STUDY MATERIAL

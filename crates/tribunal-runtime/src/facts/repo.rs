//! Repository forensics.
//!
//! Clones the target repository into a sandbox and reports on its history,
//! layout and a fixed set of implementation signals.

use std::collections::BTreeMap;
use std::path::Path;

use async_trait::async_trait;
use tracing::{debug, info, warn};
use tribunal_core::{AuditInputs, Evidence, TargetArtifact};
use walkdir::{DirEntry, WalkDir};

use super::sandbox::{directory_size, SandboxedExecutor};
use super::{FactError, FactFinder};
use crate::config::SandboxConfig;
use crate::evidence::producers::REPO_INVESTIGATOR;

/// Location of the evidence item listing every file in the checkout.
pub const MANIFEST_LOCATION: &str = "repo:manifest";

const HISTORY_LOCATION: &str = "git log";

const SOURCE_EXTENSIONS: &[&str] = &[
    "py", "rs", "ts", "tsx", "js", "jsx", "go", "java", "kt", "rb", "toml", "yaml", "yml", "json", "cfg",
];

const SKIPPED_DIRS: &[&str] = &[".git", "node_modules", "target", "__pycache__", ".venv", "venv", "dist"];

/// A construct whose presence says something about the implementation.
struct Signal {
    id: &'static str,
    /// Evidence content prefix; grounding checks match on these words
    description: &'static str,
    needles: &'static [&'static str],
}

const SIGNALS: &[Signal] = &[
    Signal {
        id: "parallel_execution",
        description: "parallel execution",
        needles: &["asyncio.gather", "ThreadPoolExecutor", "tokio::join!", "JoinSet", "join_all", "Promise.all", "Send("],
    },
    Signal {
        id: "structured_output",
        description: "structured output",
        needles: &["with_structured_output", "bind_tools", "response_format", "tool_choice", "BaseModel"],
    },
    Signal {
        id: "sandboxing",
        description: "sandbox",
        needles: &["TemporaryDirectory", "tempfile", "mkdtemp", "tempdir"],
    },
    Signal {
        id: "state_reducers",
        description: "reducer",
        needles: &["operator.add", "operator.ior", "Annotated[", "reducer"],
    },
    Signal {
        id: "shell_execution_risk",
        description: "shell execution risk",
        needles: &["os.system(", "shell=True", "\"sh\", \"-c\"", "eval("],
    },
];

#[derive(Debug, Default)]
struct RepoScan {
    files: Vec<String>,
    hits: BTreeMap<&'static str, SignalHit>,
    test_files: Vec<String>,
}

#[derive(Debug)]
struct SignalHit {
    first_file: String,
    needle: &'static str,
    files: usize,
}

/// Clones and inspects the repository.
pub struct RepoInvestigator {
    sandbox: SandboxConfig,
}

impl RepoInvestigator {
    pub fn new(sandbox: SandboxConfig) -> Self {
        Self { sandbox }
    }

    /// Inspect an existing checkout. `executor` runs git inside it.
    async fn analyze_checkout(
        &self,
        executor: &SandboxedExecutor,
        repo_url: &str,
        repo: &Path,
    ) -> Result<Vec<Evidence>, FactError> {
        let max_repo = self.sandbox.max_repo_bytes();
        let max_file = self.sandbox.max_file_bytes();
        let root = repo.to_path_buf();

        let (size, scan) = tokio::task::spawn_blocking(move || -> Result<(u64, RepoScan), FactError> {
            let size = directory_size(&root)?;
            if size > max_repo {
                return Err(FactError::ResourceLimit(format!(
                    "repository is {:.2}MB, limit is {:.2}MB",
                    size as f64 / 1_048_576.0,
                    max_repo as f64 / 1_048_576.0
                )));
            }
            Ok((size, scan_repository(&root, max_file)?))
        })
        .await
        .map_err(|e| FactError::CannotProceed(format!("repository scan task failed: {}", e)))??;

        info!(size_bytes = size, files = scan.files.len(), "Repository scanned");

        let mut evidences = vec![Evidence::found(
            REPO_INVESTIGATOR,
            repo_url,
            format!("Repository cloned ({:.2}MB, {} files)", size as f64 / 1_048_576.0, scan.files.len()),
            1.0,
        )];
        evidences.push(self.history_evidence(executor, repo).await);
        evidences.extend(structure_evidence(&scan));
        evidences.extend(signal_evidence(&scan));
        evidences.push(test_suite_evidence(&scan));
        evidences.push(Evidence::new(REPO_INVESTIGATOR, MANIFEST_LOCATION, !scan.files.is_empty(), 1.0)
            .with_content(scan.files.join("\n")));

        Ok(evidences)
    }

    async fn history_evidence(&self, executor: &SandboxedExecutor, repo: &Path) -> Evidence {
        let output = executor
            .run(&[self.sandbox.git_binary.as_str(), "log", "--oneline", "--reverse"], Some(repo))
            .await;

        let output = match output {
            Ok(output) if output.success() => output,
            Ok(output) => {
                warn!(stderr = %output.stderr.trim(), "git log failed");
                return Evidence::missing(REPO_INVESTIGATOR, HISTORY_LOCATION, "Commit history unavailable", 0.0);
            }
            Err(err) => {
                warn!(error = %err, "git log failed");
                return Evidence::missing(REPO_INVESTIGATOR, HISTORY_LOCATION, "Commit history unavailable", 0.0);
            }
        };

        let messages: Vec<&str> = output
            .stdout
            .lines()
            .filter(|l| !l.trim().is_empty())
            .map(|l| l.split_once(' ').map_or("", |(_, msg)| msg))
            .collect();
        let commits = messages.len();
        let descriptive = messages.iter().filter(|m| m.len() > 20).count();
        let shape = if commits > 3 {
            "Development appears iterative with step-by-step progression."
        } else {
            "Development appears monolithic (few commits)."
        };

        Evidence::found(
            REPO_INVESTIGATOR,
            HISTORY_LOCATION,
            format!(
                "Found {} commits, {} with descriptive messages. {} First: {}",
                commits,
                descriptive,
                shape,
                messages.iter().take(3).copied().collect::<Vec<_>>().join(" | ")
            ),
            (commits as f64 / 10.0).min(1.0),
        )
    }
}

#[async_trait]
impl FactFinder for RepoInvestigator {
    fn name(&self) -> &str {
        REPO_INVESTIGATOR
    }

    fn target_artifact(&self) -> TargetArtifact {
        TargetArtifact::Repo
    }

    async fn investigate(&self, inputs: &AuditInputs) -> Result<Vec<Evidence>, FactError> {
        let executor = SandboxedExecutor::new(self.sandbox.clone_timeout)?;
        let repo = match executor
            .clone_repository(&self.sandbox.git_binary, &inputs.repo_url, &self.sandbox.allowed_domains)
            .await
        {
            Ok(repo) => repo,
            Err(FactError::Security(err)) => return Err(FactError::Security(err)),
            Err(err) => {
                return Err(FactError::CannotProceed(format!(
                    "could not clone {}: {}",
                    inputs.repo_url, err
                )))
            }
        };

        self.analyze_checkout(&executor, &inputs.repo_url, &repo).await
    }
}

/// Walk the checkout, recording relative paths and signal hits.
fn scan_repository(root: &Path, max_file_bytes: u64) -> std::io::Result<RepoScan> {
    let mut scan = RepoScan::default();
    let walker = WalkDir::new(root)
        .follow_links(false)
        .sort_by_file_name()
        .into_iter()
        .filter_entry(|entry| entry.depth() == 0 || !is_skipped_dir(entry));

    for entry in walker {
        let entry = entry.map_err(std::io::Error::from)?;
        if !entry.file_type().is_file() {
            continue;
        }
        let path = entry.path();
        let relative = relative_path(root, path);
        if is_test_file(&relative) {
            scan.test_files.push(relative.clone());
        }

        let scannable = path
            .extension()
            .and_then(|e| e.to_str())
            .map_or(false, |ext| SOURCE_EXTENSIONS.contains(&ext))
            && entry.metadata().map_err(std::io::Error::from)?.len() <= max_file_bytes;
        if scannable {
            match std::fs::read(path) {
                Ok(bytes) => record_signals(&mut scan, &relative, &String::from_utf8_lossy(&bytes)),
                Err(err) => debug!(file = %relative, error = %err, "Skipping unreadable file"),
            }
        }
        scan.files.push(relative);
    }

    scan.files.sort();
    scan.test_files.sort();
    Ok(scan)
}

fn is_skipped_dir(entry: &DirEntry) -> bool {
    entry.file_type().is_dir() && entry.file_name().to_str().map_or(false, |name| SKIPPED_DIRS.contains(&name))
}

fn record_signals(scan: &mut RepoScan, file: &str, text: &str) {
    for signal in SIGNALS {
        if let Some(needle) = signal.needles.iter().find(|n| text.contains(**n)) {
            scan.hits
                .entry(signal.id)
                .and_modify(|hit| hit.files += 1)
                .or_insert_with(|| SignalHit {
                    first_file: file.to_string(),
                    needle: *needle,
                    files: 1,
                });
        }
    }
}

fn relative_path(root: &Path, path: &Path) -> String {
    path.strip_prefix(root)
        .unwrap_or(path)
        .components()
        .map(|c| c.as_os_str().to_string_lossy())
        .collect::<Vec<_>>()
        .join("/")
}

fn is_test_file(relative: &str) -> bool {
    let name = relative.rsplit('/').next().unwrap_or(relative);
    relative.starts_with("tests/")
        || relative.contains("/tests/")
        || name.starts_with("test_")
        || name.ends_with("_test.py")
        || name.ends_with("_test.rs")
        || name.ends_with("_test.go")
        || name.contains(".test.")
        || name.contains(".spec.")
}

fn structure_evidence(scan: &RepoScan) -> Vec<Evidence> {
    let has_dir = |dir: &str| scan.files.iter().any(|f| f.starts_with(&format!("{}/", dir)));

    let source_dirs: Vec<&str> = ["src", "lib", "app", "crates"].into_iter().filter(|d| has_dir(*d)).collect();
    let configs: Vec<&str> = ["pyproject.toml", "requirements.txt", "package.json", "Cargo.toml", ".env.example"]
        .into_iter()
        .filter(|f| scan.files.iter().any(|p| p.as_str() == *f))
        .collect();
    let docs: Vec<&str> = ["README.md", "README.rst"]
        .into_iter()
        .filter(|f| scan.files.iter().any(|p| p.as_str() == *f))
        .chain(has_dir("docs").then_some("docs/"))
        .collect();

    let listed = |label: &str, items: &[&str]| format!("Found {}: {}", label, items.join(", "));

    vec![
        if source_dirs.is_empty() {
            Evidence::missing(REPO_INVESTIGATOR, "repo:source-structure", "No standard source directories found", 0.7)
        } else {
            Evidence::found(REPO_INVESTIGATOR, "repo:source-structure", listed("source directories", &source_dirs), 0.9)
        },
        if configs.is_empty() {
            Evidence::missing(REPO_INVESTIGATOR, "repo:configuration", "No dependency manifest found", 0.3)
        } else {
            Evidence::found(REPO_INVESTIGATOR, "repo:configuration", listed("config files", &configs), 0.85)
        },
        if docs.is_empty() {
            Evidence::missing(REPO_INVESTIGATOR, "repo:documentation", "No README or docs directory", 0.3)
        } else {
            Evidence::found(REPO_INVESTIGATOR, "repo:documentation", listed("documentation", &docs), 0.8)
        },
    ]
}

fn signal_evidence(scan: &RepoScan) -> Vec<Evidence> {
    SIGNALS
        .iter()
        .map(|signal| match scan.hits.get(signal.id) {
            Some(hit) => Evidence::found(
                REPO_INVESTIGATOR,
                hit.first_file.as_str(),
                format!(
                    "{} detected via `{}` ({} file{})",
                    signal.description,
                    hit.needle,
                    hit.files,
                    if hit.files == 1 { "" } else { "s" }
                ),
                0.85,
            ),
            None => Evidence::missing(
                REPO_INVESTIGATOR,
                format!("repo:{}", signal.id),
                format!("No {} constructs found", signal.description),
                0.6,
            ),
        })
        .collect()
}

fn test_suite_evidence(scan: &RepoScan) -> Evidence {
    match scan.test_files.first() {
        Some(first) => Evidence::found(
            REPO_INVESTIGATOR,
            first.as_str(),
            format!("test suite with {} test files", scan.test_files.len()),
            0.9,
        ),
        None => Evidence::missing(REPO_INVESTIGATOR, "repo:tests", "No test suite found", 0.7),
    }
}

TASK BRIEF
Go through the records above and copy every line holding the word "Result".

EXERCISE ANSWER
    ) -> Result<Vec<Evidence>, FactError> {
        let (size, scan) = tokio::task::spawn_blocking(move || -> Result<(u64, RepoScan), FactError> {
    async fn investigate(&self, inputs: &AuditInputs) -> Result<Vec<Evidence>, FactError> {
fn scan_repository(root: &Path, max_file_bytes: u64) -> std::io::Result<RepoScan> {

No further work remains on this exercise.